● **PROBLEM DESCRIPTION**
Your task is to copy each line of the records that includes the string "tracing".

┌──

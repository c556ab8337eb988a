//! Processing service wiring every component to its collaborators.

use crate::{
    config::Config,
    embedding::{EmbeddingClient, EmbeddingClientError, build_embedding_client},
    extraction::PdfTextExtractor,
    index::VectorIndex,
    metrics::{CodeMetrics, MetricsSnapshot},
    processing::{
        ask::QuestionAnswerer,
        chunking::ChunkSplitter,
        flashcards::FlashcardGenerator,
        ingest::IngestionPipeline,
        prepare::InputPreparer,
        summarize::SummarizationOrchestrator,
        tokens::build_token_counter,
        types::{
            Answer, AskError, AskRequest, ChunkingError, Flashcard, FlashcardError,
            IngestionError, IngestionOutcome, PreparationError, StudyInput, SummarizeError,
            SummaryOptions, SummaryResult,
        },
    },
    qdrant::{QdrantError, QdrantService},
    speech::{SpeechClientError, SpeechSynthesizer, build_speech_synthesizer},
    storage::{BlobClient, BlobStore, StorageError},
    summarization::{GenerationClientError, GenerativeClient, build_generative_client},
};
use async_trait::async_trait;
use std::sync::Arc;
use thiserror::Error;

/// Errors raised while constructing the service at startup.
#[derive(Debug, Error)]
pub enum ServiceInitError {
    /// Chunk size configuration was invalid.
    #[error("Invalid configuration: {0}")]
    Chunking(#[from] ChunkingError),
    /// Embedding client could not be built.
    #[error(transparent)]
    Embedding(#[from] EmbeddingClientError),
    /// Qdrant client or collection setup failed.
    #[error("Failed to prepare Qdrant: {0}")]
    Qdrant(#[from] QdrantError),
    /// Generative client could not be built.
    #[error(transparent)]
    Generation(#[from] GenerationClientError),
    /// Speech client could not be built.
    #[error(transparent)]
    Speech(#[from] SpeechClientError),
    /// Blob client could not be built.
    #[error(transparent)]
    Storage(#[from] StorageError),
}

/// External services the processing components depend on.
pub struct Collaborators {
    /// Embedding provider.
    pub embedder: Arc<dyn EmbeddingClient>,
    /// Vector index.
    pub index: Arc<dyn VectorIndex>,
    /// Generative provider.
    pub generator: Arc<dyn GenerativeClient>,
    /// Speech provider, when narration is enabled.
    pub synthesizer: Option<Arc<dyn SpeechSynthesizer>>,
    /// Document store used for locator uploads.
    pub blob_store: Arc<dyn BlobStore>,
}

/// Abstraction over the processing pipeline used by the HTTP surface.
#[async_trait]
pub trait ProcessingApi: Send + Sync {
    /// Fetch a document by locator, then chunk, embed, and index it.
    async fn ingest_locator(&self, locator: &str) -> Result<IngestionOutcome, IngestionError>;

    /// Chunk, embed, and index an uploaded document.
    async fn ingest_document(
        &self,
        document: Vec<u8>,
        file_name: &str,
    ) -> Result<IngestionOutcome, IngestionError>;

    /// Extract a document's text as chunk texts joined by spaces.
    fn extract_text(&self, document: &[u8]) -> Result<String, PreparationError>;

    /// Summarize a document or raw text.
    async fn summarize(
        &self,
        input: StudyInput,
        options: SummaryOptions,
    ) -> Result<SummaryResult, SummarizeError>;

    /// Generate `count` flashcards from a document or raw text.
    async fn flashcards(
        &self,
        input: StudyInput,
        count: usize,
    ) -> Result<Vec<Flashcard>, FlashcardError>;

    /// Answer a question from indexed chunks.
    async fn ask(&self, request: AskRequest) -> Result<Answer, AskError>;

    /// Retrieve the current metrics snapshot for diagnostics.
    fn metrics_snapshot(&self) -> MetricsSnapshot;
}

/// Owns one instance of every processing component plus the shared metrics registry.
///
/// Construct it once near process start and share it through an `Arc`.
pub struct ProcessingService {
    ingestion: IngestionPipeline,
    preparer: Arc<InputPreparer>,
    summarizer: SummarizationOrchestrator,
    flashcards: FlashcardGenerator,
    answerer: QuestionAnswerer,
    metrics: Arc<CodeMetrics>,
}

impl ProcessingService {
    /// Build the service from configuration and explicit collaborators.
    pub fn new(config: &Config, collaborators: Collaborators) -> Result<Self, ServiceInitError> {
        let Collaborators {
            embedder,
            index,
            generator,
            synthesizer,
            blob_store,
        } = collaborators;

        let extractor = PdfTextExtractor::new().with_max_bytes(config.max_document_bytes);
        let splitter =
            ChunkSplitter::new(config.chunk_size)?.with_page_boundary(config.page_boundary);
        let token_counter = build_token_counter(&config.summarization_model);
        let preparer = Arc::new(InputPreparer::new(
            extractor.clone(),
            splitter.clone(),
            token_counter,
            config.max_input_tokens,
        ));

        let ingestion =
            IngestionPipeline::new(extractor, splitter, embedder.clone(), index.clone())
                .with_blob_store(blob_store)
                .with_expected_dimension(config.embedding_dimension)
                .with_sentence_deduplication(config.ingest_deduplicate_sentences);

        Ok(Self {
            ingestion,
            summarizer: SummarizationOrchestrator::new(
                preparer.clone(),
                generator.clone(),
                synthesizer,
                config.max_output_tokens,
            ),
            flashcards: FlashcardGenerator::new(
                preparer.clone(),
                generator.clone(),
                config.max_output_tokens,
            ),
            answerer: QuestionAnswerer::new(embedder, index, generator, config.max_output_tokens),
            preparer,
            metrics: Arc::new(CodeMetrics::new()),
        })
    }

    /// Build every collaborator from configuration, ensure the Qdrant collection, and wire
    /// the service.
    pub async fn from_config(config: &Config) -> Result<Self, ServiceInitError> {
        tracing::info!("Initializing collaborators");
        let embedder = build_embedding_client(config)?;
        let qdrant = QdrantService::from_config(config)?;
        qdrant
            .ensure_collection(config.embedding_dimension as u64)
            .await?;
        tracing::debug!(collection = qdrant.collection(), "Primary collection ready");

        let collaborators = Collaborators {
            embedder,
            index: Arc::new(qdrant),
            generator: build_generative_client(config)?,
            synthesizer: build_speech_synthesizer(config)?,
            blob_store: Arc::new(
                BlobClient::new(config.local_storage_root.clone(), config.max_document_bytes)?
                    .with_allowed_hosts(config.document_allowed_hosts.clone()),
            ),
        };
        Self::new(config, collaborators)
    }

    fn record_ingestion(&self, outcome: &IngestionOutcome) {
        self.metrics
            .record_document(outcome.records.len() as u64, outcome.chunk_size as u64);
    }
}

#[async_trait]
impl ProcessingApi for ProcessingService {
    async fn ingest_locator(&self, locator: &str) -> Result<IngestionOutcome, IngestionError> {
        let outcome = self.ingestion.ingest_locator(locator).await?;
        self.record_ingestion(&outcome);
        Ok(outcome)
    }

    async fn ingest_document(
        &self,
        document: Vec<u8>,
        file_name: &str,
    ) -> Result<IngestionOutcome, IngestionError> {
        let outcome = self.ingestion.ingest(&document, file_name).await?;
        self.record_ingestion(&outcome);
        Ok(outcome)
    }

    fn extract_text(&self, document: &[u8]) -> Result<String, PreparationError> {
        if document.is_empty() {
            return Err(PreparationError::MissingInput);
        }
        let (text, source) = self.preparer.document_text(document)?;
        if text.trim().is_empty() {
            tracing::warn!(?source, "Document contained no extractable text");
            return Err(PreparationError::MissingInput);
        }
        Ok(text)
    }

    async fn summarize(
        &self,
        input: StudyInput,
        options: SummaryOptions,
    ) -> Result<SummaryResult, SummarizeError> {
        let result = self.summarizer.summarize(&input, options).await?;
        self.metrics.record_summary();
        Ok(result)
    }

    async fn flashcards(
        &self,
        input: StudyInput,
        count: usize,
    ) -> Result<Vec<Flashcard>, FlashcardError> {
        let cards = self.flashcards.generate(&input, count).await?;
        self.metrics.record_flashcards();
        Ok(cards)
    }

    async fn ask(&self, request: AskRequest) -> Result<Answer, AskError> {
        let answer = self.answerer.ask(&request).await?;
        self.metrics.record_answer();
        Ok(answer)
    }

    fn metrics_snapshot(&self) -> MetricsSnapshot {
        self.metrics.snapshot()
    }
}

└──

● **ANSWER BELOW**
        tracing::info!("Initializing collaborators");
        tracing::debug!(collection = qdrant.collection(), "Primary collection ready");
            tracing::warn!(?source, "Document contained no extractable text");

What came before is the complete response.